Preparation of bread

Doughs are usually baked, but in some cuisines breads are steamed (e.g., mantou), fried (e.g., puri), or baked on an unoiled frying pan (e.g., tortillas). It may be leavened or unleavened (e.g. matzo). Salt, fat and leavening agents such as yeast and baking soda are common ingredients, though bread may contain other ingredients, such as milk, egg, sugar, spice, fruit (such as raisins), vegetables (such as onion), nuts (such as walnut) or seeds (such as poppy).
Professional bread recipes are stated using the baker's percentage notation. The amount of flour is denoted to be 100%, and the other ingredients are expressed as a percentage of that amount by weight. Measurement by weight is more accurate and consistent than measurement by volume, particularly for dry ingredients. The proportion of water to flour is the most important measurement in a bread recipe, as it affects texture and crumb the most. Hard wheat flours absorb about 62% water, while softer wheat flours absorb about 56%. Common table breads made from these doughs result in a finely textured, light bread. Most artisan bread formulas contain anywhere from 60 to 75% water. In yeast breads, the higher water percentages result in more CO2 bubbles and a coarser bread crumb. 500 grams (1 pound) of flour yields a standard loaf of bread or two baguettes.
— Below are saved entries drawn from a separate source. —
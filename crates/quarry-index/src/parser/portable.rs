//! Regex and indentation/brace scanning backend. Needs no grammars, so it works
//! on every platform and for every [`Lang`].

use std::collections::BTreeSet;
use std::sync::LazyLock;

use regex::Regex;

use crate::error::{IndexError, Result};
use crate::languages::Lang;
use crate::unit::{SemanticUnit, UnitType};

struct Patterns {
    function: Regex,
    class: Regex,
    /// Method declarations that only count inside a class body.
    method: Option<Regex>,
}

fn compile(pattern: &str) -> Regex {
    match Regex::new(pattern) {
        Ok(re) => re,
        Err(e) => unreachable!("invalid built-in pattern {pattern}: {e}"),
    }
}

static RUST: LazyLock<Patterns> = LazyLock::new(|| Patterns {
    function: compile(
        r#"^\s*(?:pub(?:\([^)]*\))?\s+)?(?:default\s+)?(?:const\s+)?(?:async\s+)?(?:unsafe\s+)?(?:extern\s+"[^"]*"\s+)?fn\s+([A-Za-z_][A-Za-z0-9_]*)"#,
    ),
    class: compile(
        r"^\s*(?:pub(?:\([^)]*\))?\s+)?(?:unsafe\s+)?(?:(?:struct|enum|trait|union)\s+([A-Za-z_][A-Za-z0-9_]*)|impl(?:<[^{]*?>)?\s+(?:[^{]*?\s+for\s+)?([A-Za-z_][A-Za-z0-9_:]*))",
    ),
    method: None,
});

static PYTHON: LazyLock<Patterns> = LazyLock::new(|| Patterns {
    function: compile(r"^\s*(?:async\s+)?def\s+([A-Za-z_][A-Za-z0-9_]*)"),
    class: compile(r"^\s*class\s+([A-Za-z_][A-Za-z0-9_]*)"),
    method: None,
});

static JS: LazyLock<Patterns> = LazyLock::new(|| Patterns {
    function: compile(
        r"^\s*(?:export\s+)?(?:default\s+)?(?:async\s+)?function\s*\*?\s*([A-Za-z_$][A-Za-z0-9_$]*)",
    ),
    class: compile(
        r"^\s*(?:export\s+)?(?:default\s+)?(?:declare\s+)?(?:abstract\s+)?(?:class|interface)\s+([A-Za-z_$][A-Za-z0-9_$]*)",
    ),
    method: Some(compile(
        r"^\s+(?:(?:static|async|get|set|public|private|protected|readonly|override)\s+)*\*?([A-Za-z_$][A-Za-z0-9_$]*)\s*(?:<[^>]*>)?\(",
    )),
});

static GO: LazyLock<Patterns> = LazyLock::new(|| Patterns {
    function: compile(r"^func\s+(?:\([^)]*\)\s*)?([A-Za-z_][A-Za-z0-9_]*)"),
    class: compile(r"^type\s+([A-Za-z_][A-Za-z0-9_]*)\b"),
    method: None,
});

const NOT_METHODS: &[&str] = &[
    "if", "for", "while", "switch", "catch", "return", "function", "with", "super", "new",
];

/// Line-oriented parser. Unit names and start lines match the tree-sitter
/// backend for conventionally formatted code.
#[derive(Debug, Clone, Copy, Default)]
pub struct PortableParser;

impl PortableParser {
    #[must_use]
    pub fn new() -> Self {
        Self::default()
    }

    #[must_use]
    pub fn supported_languages(&self) -> BTreeSet<Lang> {
        Lang::ALL.into_iter().collect()
    }

    pub(super) fn parse_source(
        &self,
        source: &str,
        file_path: &str,
        lang: Lang,
    ) -> Result<Vec<SemanticUnit>> {
        let patterns: &Patterns = match lang {
            Lang::Rust => &RUST,
            Lang::Python => &PYTHON,
            Lang::JavaScript | Lang::TypeScript => &JS,
            Lang::Go => &GO,
            other => {
                return Err(IndexError::ParseFailure {
                    path: file_path.to_owned(),
                    reason: format!("no declaration patterns for {other}"),
                });
            }
        };
        let lines: Vec<&str> = source.lines().collect();
        let scanner = Scanner {
            lines: &lines,
            file_path,
            lang,
            patterns,
        };
        let mut units = Vec::new();
        scanner.scan(0, lines.len(), false, &mut units);
        Ok(units)
    }
}

struct Scanner<'a> {
    lines: &'a [&'a str],
    file_path: &'a str,
    lang: Lang,
    patterns: &'a Patterns,
}

enum Decl {
    Function(String),
    Class(String),
}

impl Scanner<'_> {
    /// Scan lines `[start, end)`. Functions are skipped over whole; class bodies
    /// are scanned again for methods.
    fn scan(&self, start: usize, end: usize, in_class: bool, out: &mut Vec<SemanticUnit>) {
        let mut i = start;
        while i < end {
            let Some(decl) = self.declaration(i, in_class) else {
                i += 1;
                continue;
            };
            let Some(last) = self.block_end(i, end) else {
                // Declaration without a body, such as a trait method signature.
                i += 1;
                continue;
            };
            match decl {
                Decl::Function(name) => {
                    if last.has_body {
                        out.push(self.unit(UnitType::Function, name, i, last.line));
                    }
                }
                Decl::Class(name) => {
                    out.push(self.unit(UnitType::Class, name, i, last.line));
                    self.scan(i + 1, last.line + 1, true, out);
                }
            }
            i = last.line + 1;
        }
    }

    fn declaration(&self, idx: usize, in_class: bool) -> Option<Decl> {
        let line = self.lines[idx];
        if let Some(caps) = self.patterns.function.captures(line) {
            return Some(Decl::Function(caps[1].to_owned()));
        }
        if let Some(caps) = self.patterns.class.captures(line) {
            let name = caps.get(1).or_else(|| caps.get(2))?.as_str();
            return Some(Decl::Class(name.to_owned()));
        }
        if in_class
            && let Some(re) = &self.patterns.method
            && let Some(caps) = re.captures(line)
            && !NOT_METHODS.contains(&&caps[1])
        {
            return Some(Decl::Function(caps[1].to_owned()));
        }
        None
    }

    fn block_end(&self, start: usize, limit: usize) -> Option<BlockEnd> {
        if self.lang == Lang::Python {
            Some(self.indent_block_end(start, limit))
        } else {
            self.brace_block_end(start, limit)
        }
    }

    fn indent_block_end(&self, start: usize, limit: usize) -> BlockEnd {
        let base = indent_of(self.lines[start]);
        // Header may continue over several lines inside parentheses.
        let mut depth: i32 = 0;
        let mut header_end = start;
        for (offset, line) in self.lines[start..limit].iter().enumerate() {
            depth += paren_delta(line);
            header_end = start + offset;
            if depth <= 0 {
                break;
            }
        }
        let mut last = header_end;
        for idx in header_end + 1..limit {
            let line = self.lines[idx];
            let trimmed = line.trim();
            if trimmed.is_empty() {
                continue;
            }
            if indent_of(line) <= base {
                if trimmed.starts_with('#') {
                    continue;
                }
                break;
            }
            last = idx;
        }
        BlockEnd {
            line: last,
            has_body: true,
        }
    }

    /// `None` when the declaration never opens a body or terminates.
    fn brace_block_end(&self, start: usize, limit: usize) -> Option<BlockEnd> {
        let mut depth: i32 = 0;
        let mut parens: i32 = 0;
        let mut opened = false;
        for idx in start..limit {
            let line = self.lines[idx];
            for c in code_chars(line) {
                match c {
                    '(' => parens += 1,
                    ')' => parens -= 1,
                    '{' => {
                        depth += 1;
                        opened = true;
                    }
                    '}' => {
                        depth -= 1;
                        if opened && depth == 0 {
                            return Some(BlockEnd {
                                line: idx,
                                has_body: true,
                            });
                        }
                    }
                    ';' if !opened && parens <= 0 => {
                        return Some(BlockEnd {
                            line: idx,
                            has_body: false,
                        });
                    }
                    _ => {}
                }
            }
            if !opened && parens <= 0 && !self.header_continues(idx, limit) {
                return Some(BlockEnd {
                    line: idx,
                    has_body: false,
                });
            }
        }
        None
    }

    fn header_continues(&self, idx: usize, limit: usize) -> bool {
        let line = self.lines[idx].trim_end();
        if line.ends_with(',') || line.ends_with("->") || line.ends_with("where") || line.ends_with('=') {
            return true;
        }
        let Some(next) = self.lines.get(idx + 1).filter(|_| idx + 1 < limit) else {
            return false;
        };
        let next = next.trim_start();
        ["{", "where", "->", ")", "+", ":", "extends", "implements"]
            .iter()
            .any(|p| next.starts_with(p))
            || (indent_of(self.lines[idx + 1]) > indent_of(self.lines[idx]) && next.ends_with(','))
    }

    fn unit(&self, unit_type: UnitType, name: String, start: usize, end: usize) -> SemanticUnit {
        let content = self.lines[start..=end].join("\n");
        SemanticUnit::new(
            self.file_path,
            unit_type,
            name,
            content,
            (start + 1, end + 1),
            self.lang,
        )
    }
}

struct BlockEnd {
    line: usize,
    has_body: bool,
}

fn indent_of(line: &str) -> usize {
    line.chars()
        .take_while(|c| c.is_whitespace())
        .map(|c| if c == '\t' { 4 } else { 1 })
        .sum()
}

fn paren_delta(line: &str) -> i32 {
    code_chars(line).fold(0, |acc, c| match c {
        '(' | '[' => acc + 1,
        ')' | ']' => acc - 1,
        _ => acc,
    })
}

/// Characters outside double-quoted strings and line comments.
fn code_chars(line: &str) -> impl Iterator<Item = char> + '_ {
    let mut in_string = false;
    let mut escaped = false;
    let mut prev = '\0';
    let mut done = false;
    line.chars().filter(move |&c| {
        if done {
            return false;
        }
        if in_string {
            if escaped {
                escaped = false;
            } else if c == '\\' {
                escaped = true;
            } else if c == '"' {
                in_string = false;
            }
            prev = c;
            return false;
        }
        if c == '"' {
            in_string = true;
            prev = c;
            return false;
        }
        if c == '/' && prev == '/' {
            done = true;
            return false;
        }
        prev = c;
        c != '/'
    })
}

#[cfg(test)]
mod tests {
    use super::*;

    fn parse(source: &str, lang: Lang) -> Vec<SemanticUnit> {
        PortableParser::new().parse_source(source, "f", lang).unwrap()
    }

    fn spans(units: &[SemanticUnit]) -> Vec<(UnitType, &str, usize, usize)> {
        units
            .iter()
            .map(|u| (u.unit_type, u.name.as_str(), u.start_line, u.end_line))
            .collect()
    }

    #[test]
    fn python_class_methods_and_functions() {
        let units = parse(
            "class A:\n    def m(self):\n        return 1\n\n    def n(self):\n        pass\n\ndef f(\n    x,\n):\n    return x\n",
            Lang::Python,
        );
        assert_eq!(
            spans(&units),
            [
                (UnitType::Class, "A", 1, 6),
                (UnitType::Function, "m", 2, 3),
                (UnitType::Function, "n", 5, 6),
                (UnitType::Function, "f", 8, 11),
            ]
        );
    }

    #[test]
    fn python_one_line_def() {
        let units = parse("def f(): return 1\ndef g():\n    pass\n", Lang::Python);
        assert_eq!(
            spans(&units),
            [(UnitType::Function, "f", 1, 1), (UnitType::Function, "g", 2, 3)]
        );
    }

    #[test]
    fn python_nested_functions_are_not_units() {
        let units = parse("def outer():\n    def inner():\n        pass\n    return inner\n", Lang::Python);
        assert_eq!(spans(&units), [(UnitType::Function, "outer", 1, 4)]);
    }

    #[test]
    fn rust_braces_in_strings_do_not_confuse_matching() {
        let units = parse(
            "fn a() {\n    let s = \"}\";\n}\nfn b() {}\n",
            Lang::Rust,
        );
        assert_eq!(
            spans(&units),
            [(UnitType::Function, "a", 1, 3), (UnitType::Function, "b", 4, 4)]
        );
    }

    #[test]
    fn rust_multiline_signature() {
        let units = parse(
            "pub fn new(\n    a: i32,\n    b: i32,\n) -> Self {\n    todo!()\n}\n",
            Lang::Rust,
        );
        assert_eq!(spans(&units), [(UnitType::Function, "new", 1, 6)]);
    }

    #[test]
    fn rust_trait_signatures_are_skipped() {
        let units = parse(
            "pub trait Store {\n    fn get(&self) -> u8;\n    fn put(&self) {}\n}\n",
            Lang::Rust,
        );
        assert_eq!(
            spans(&units),
            [(UnitType::Class, "Store", 1, 4), (UnitType::Function, "put", 3, 3)]
        );
    }

    #[test]
    fn rust_unit_struct_is_single_line() {
        let units = parse("struct Marker;\nfn after() {}\n", Lang::Rust);
        assert_eq!(
            spans(&units),
            [(UnitType::Class, "Marker", 1, 1), (UnitType::Function, "after", 2, 2)]
        );
    }

    #[test]
    fn rust_trait_impl_uses_self_type() {
        let units = parse("impl<T: Clone> From<T> for Wrapper {\n}\n", Lang::Rust);
        assert_eq!(spans(&units), [(UnitType::Class, "Wrapper", 1, 2)]);
    }

    #[test]
    fn js_methods_only_inside_classes() {
        let units = parse(
            "class Box {\n  open(lid) {\n    if (lid) { return 1; }\n  }\n}\nfoo(1);\nfunction bar() {\n}\n",
            Lang::JavaScript,
        );
        assert_eq!(
            spans(&units),
            [
                (UnitType::Class, "Box", 1, 5),
                (UnitType::Function, "open", 2, 4),
                (UnitType::Function, "bar", 7, 8),
            ]
        );
    }

    #[test]
    fn go_receivers_and_simple_types() {
        let units = parse(
            "package x\n\ntype ID int\n\nfunc (s *S) Get() int {\n\treturn 0\n}\n",
            Lang::Go,
        );
        assert_eq!(
            spans(&units),
            [(UnitType::Class, "ID", 3, 3), (UnitType::Function, "Get", 5, 7)]
        );
    }

    #[test]
    fn config_languages_have_no_patterns() {
        let err = PortableParser::new()
            .parse_source("a = 1", "a.toml", Lang::Toml)
            .unwrap_err();
        assert!(matches!(err, IndexError::ParseFailure { .. }));
    }

    #[test]
    fn comment_stripping_keeps_code() {
        let chars: String = code_chars("a(b) // c(").collect();
        assert_eq!(chars.trim(), "a(b)");
    }
}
Flour is grain ground to a powdery consistency. Flour provides the primary structure, starch and protein to the final baked bread. The protein content of the flour is the best indicator of the quality of the bread dough and the finished bread. While bread can be made from all-purpose wheat flour, a specialty bread flour, containing more protein (1214%), is recommended for high-quality bread. If one uses a flour with a lower protein content (911%) to produce bread, a shorter mixing time is required to develop gluten strength properly. An extended mixing time leads to oxidization of the dough, which gives the finished product a whiter crumb, instead of the cream color preferred by most artisan bakers.
Water, or some other liquid, is used to form the flour into a paste or dough. The weight of liquid required varies between recipes, but a ratio of 3 parts liquid to 5 parts flour is common for yeast breads. Recipes that use steam as the primary leavening method may have a liquid content in excess of 1 part liquid to 1 part flour. Instead of water, recipes may use liquids such as milk or other dairy products (including buttermilk or yoghurt), fruit juice, or eggs. These contribute additional sweeteners, fats, or leavening components, as well as water.
Fats, such as butter, vegetable oils, lard, or that contained in eggs, affect the development of gluten in breads by coating and lubricating the individual strands of protein. They also help to hold the structure together. If too much fat is included in a bread dough, the lubrication effect causes the protein structures to divide. A fat content of approximately 3% by weight is the concentration that produces the greatest leavening action. In addition to their effects on leavening, fats also serve to tenderize breads and preserve freshness.
Bread improvers and dough conditioners are often used in producing commercial breads to reduce the time needed for rising and to improve texture and volume. The substances used may be oxidising agents to strengthen the dough or reducing agents to develop gluten and reduce mixing time, emulsifiers to strengthen the dough or to provide other properties such as making slicing easier, or enzymes to increase gas production.